■ **Try it**
Give the lines again exactly as they appear, beginning at the one with "pub mod contracts;" and ending at the last line of the records.

■ **Data extract**

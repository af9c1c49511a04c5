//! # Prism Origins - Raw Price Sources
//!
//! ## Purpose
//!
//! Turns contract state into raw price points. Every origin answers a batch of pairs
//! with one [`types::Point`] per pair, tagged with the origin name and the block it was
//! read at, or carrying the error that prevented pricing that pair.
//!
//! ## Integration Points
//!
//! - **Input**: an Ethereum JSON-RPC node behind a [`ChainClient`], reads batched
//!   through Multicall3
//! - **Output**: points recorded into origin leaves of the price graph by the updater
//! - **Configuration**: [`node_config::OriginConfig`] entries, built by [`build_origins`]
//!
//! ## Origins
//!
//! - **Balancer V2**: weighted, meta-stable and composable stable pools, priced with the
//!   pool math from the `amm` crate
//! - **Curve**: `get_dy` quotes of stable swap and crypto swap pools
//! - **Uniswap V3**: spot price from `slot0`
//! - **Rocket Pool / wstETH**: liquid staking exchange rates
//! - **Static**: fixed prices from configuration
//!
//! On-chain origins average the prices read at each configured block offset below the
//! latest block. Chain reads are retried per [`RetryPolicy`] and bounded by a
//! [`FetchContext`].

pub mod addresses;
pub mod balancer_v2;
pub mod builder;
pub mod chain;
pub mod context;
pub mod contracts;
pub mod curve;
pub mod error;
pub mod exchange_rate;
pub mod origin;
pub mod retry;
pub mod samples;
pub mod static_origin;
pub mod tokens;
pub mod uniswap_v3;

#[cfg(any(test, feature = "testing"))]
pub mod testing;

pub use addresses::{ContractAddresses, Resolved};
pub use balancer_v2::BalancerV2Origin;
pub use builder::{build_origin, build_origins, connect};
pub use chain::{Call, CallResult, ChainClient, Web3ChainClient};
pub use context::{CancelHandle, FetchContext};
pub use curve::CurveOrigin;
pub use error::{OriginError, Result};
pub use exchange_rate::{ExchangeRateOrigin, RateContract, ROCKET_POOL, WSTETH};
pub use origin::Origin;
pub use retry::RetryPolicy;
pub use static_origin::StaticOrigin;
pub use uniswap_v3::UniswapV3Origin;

■ **Written reply**
pub mod contracts;
pub mod curve;
pub mod error;
pub mod exchange_rate;
pub mod origin;
pub mod retry;
pub mod samples;
pub mod static_origin;
pub mod tokens;
pub mod uniswap_v3;

#[cfg(any(test, feature = "testing"))]
pub mod testing;

pub use addresses::{ContractAddresses, Resolved};
pub use balancer_v2::BalancerV2Origin;
pub use builder::{build_origin, build_origins, connect};
pub use chain::{Call, CallResult, ChainClient, Web3ChainClient};
pub use context::{CancelHandle, FetchContext};
pub use curve::CurveOrigin;
pub use error::{OriginError, Result};
pub use exchange_rate::{ExchangeRateOrigin, RateContract, ROCKET_POOL, WSTETH};
pub use origin::Origin;
pub use retry::RetryPolicy;
pub use static_origin::StaticOrigin;
pub use uniswap_v3::UniswapV3Origin;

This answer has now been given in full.